BEGIN DATA FOR PROCESSING
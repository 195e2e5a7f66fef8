//! Line rasterization over the hex lattice.

use crate::config::ToolConfig;
use crate::grid::{CellIndex, HexGrid};
use kurbo::Point;

/// Distance to the endpoint at which stepping stops.
pub const STEP_TOLERANCE: f64 = 0.01;

/// Hard cap on stepping iterations.
pub const MAX_STEPS: usize = 1000;

/// Walks a straight segment in hex-radius increments and collects the cells
/// it passes through.
#[derive(Debug, Clone, Copy, PartialEq)]
pub struct LineRasterizer {
    pub tolerance: f64,
    pub max_steps: usize,
}

impl Default for LineRasterizer {
    fn default() -> Self {
        Self {
            tolerance: STEP_TOLERANCE,
            max_steps: MAX_STEPS,
        }
    }
}

impl From<&ToolConfig> for LineRasterizer {
    fn from(config: &ToolConfig) -> Self {
        Self {
            tolerance: config.line_step_tolerance,
            max_steps: config.line_max_steps,
        }
    }
}

/// Move `value` one `step` toward `target` without passing it.
fn approach(value: f64, target: f64, step: f64) -> f64 {
    let remaining = target - value;
    if remaining.abs() <= step {
        target
    } else {
        value + step * remaining.signum()
    }
}

impl LineRasterizer {
    /// Ordered, deduplicated cells between `from` and `to`.
    ///
    /// Uses error-accumulating stepping: each iteration advances by one hex
    /// radius along whichever axes have fallen behind the ideal line. Points
    /// that hit no cell are skipped. The cell under `to` closes the sequence
    /// unless the step cap was reached first, in which case the cells found
    /// so far are returned.
    pub fn rasterize(&self, grid: &HexGrid, from: Point, to: Point) -> Vec<CellIndex> {
        let mut cells = Vec::new();
        let push = |cells: &mut Vec<CellIndex>, p: Point| {
            if let Some(cell) = grid.hit_test(p) {
                if !cells.contains(&cell) {
                    cells.push(cell);
                }
            }
        };

        let step = grid.radius();
        let dx = (to.x - from.x).abs();
        let dy = (to.y - from.y).abs();
        let mut err = dx - dy;
        let (mut x, mut y) = (from.x, from.y);
        let mut steps = 0;

        while (x - to.x).abs() > self.tolerance || (y - to.y).abs() > self.tolerance {
            if steps >= self.max_steps {
                log::debug!(
                    "Line rasterization capped after {} steps, returning {} cells",
                    steps,
                    cells.len()
                );
                return cells;
            }
            push(&mut cells, Point::new(x, y));

            let e2 = 2.0 * err;
            if e2 > -dy {
                err -= dy;
                x = approach(x, to.x, step);
            }
            if e2 < dx {
                err += dx;
                y = approach(y, to.y, step);
            }
            steps += 1;
        }

        push(&mut cells, to);
        cells
    }
}

/// Rasterize with the default tolerance and step cap.
pub fn rasterize(grid: &HexGrid, from: Point, to: Point) -> Vec<CellIndex> {
    LineRasterizer::default().rasterize(grid, from, to)
}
END DATA FOR PROCESSING
◆ EXERCISE: Word for word, write out each of the records above.

◆ SOLUTION:
repository 195e2e5a7f66fef8
//! Line rasterization over the hex lattice.

use crate::config::ToolConfig;
use crate::grid::{CellIndex, HexGrid};
use kurbo::Point;

/// Distance to the endpoint at which stepping stops.
pub const STEP_TOLERANCE: f64 = 0.01;

/// Hard cap on stepping iterations.
pub const MAX_STEPS: usize = 1000;

/// Walks a straight segment in hex-radius increments and collects the cells
/// it passes through.
#[derive(Debug, Clone, Copy, PartialEq)]
pub struct LineRasterizer {
    pub tolerance: f64,
    pub max_steps: usize,
}

impl Default for LineRasterizer {
    fn default() -> Self {
        Self {
            tolerance: STEP_TOLERANCE,
            max_steps: MAX_STEPS,
        }
    }
}

impl From<&ToolConfig> for LineRasterizer {
    fn from(config: &ToolConfig) -> Self {
        Self {
            tolerance: config.line_step_tolerance,
            max_steps: config.line_max_steps,
        }
    }
}

/// Move `value` one `step` toward `target` without passing it.
fn approach(value: f64, target: f64, step: f64) -> f64 {
    let remaining = target - value;
    if remaining.abs() <= step {
        target
    } else {
        value + step * remaining.signum()
    }
}

impl LineRasterizer {
    /// Ordered, deduplicated cells between `from` and `to`.
    ///
    /// Uses error-accumulating stepping: each iteration advances by one hex
    /// radius along whichever axes have fallen behind the ideal line. Points
    /// that hit no cell are skipped. The cell under `to` closes the sequence
    /// unless the step cap was reached first, in which case the cells found
    /// so far are returned.
    pub fn rasterize(&self, grid: &HexGrid, from: Point, to: Point) -> Vec<CellIndex> {
        let mut cells = Vec::new();
        let push = |cells: &mut Vec<CellIndex>, p: Point| {
            if let Some(cell) = grid.hit_test(p) {
                if !cells.contains(&cell) {
                    cells.push(cell);
                }
            }
        };

        let step = grid.radius();
        let dx = (to.x - from.x).abs();
        let dy = (to.y - from.y).abs();
        let mut err = dx - dy;
        let (mut x, mut y) = (from.x, from.y);
        let mut steps = 0;

        while (x - to.x).abs() > self.tolerance || (y - to.y).abs() > self.tolerance {
            if steps >= self.max_steps {
                log::debug!(
                    "Line rasterization capped after {} steps, returning {} cells",
                    steps,
                    cells.len()
                );
                return cells;
            }
            push(&mut cells, Point::new(x, y));

            let e2 = 2.0 * err;
            if e2 > -dy {
                err -= dy;
                x = approach(x, to.x, step);
            }
            if e2 < dx {
                err += dx;
                y = approach(y, to.y, step);
            }
            steps += 1;
        }

        push(&mut cells, to);
        cells
    }
}

/// Rasterize with the default tolerance and step cap.
pub fn rasterize(grid: &HexGrid, from: Point, to: Point) -> Vec<CellIndex> {
    LineRasterizer::default().rasterize(grid, from, to)
}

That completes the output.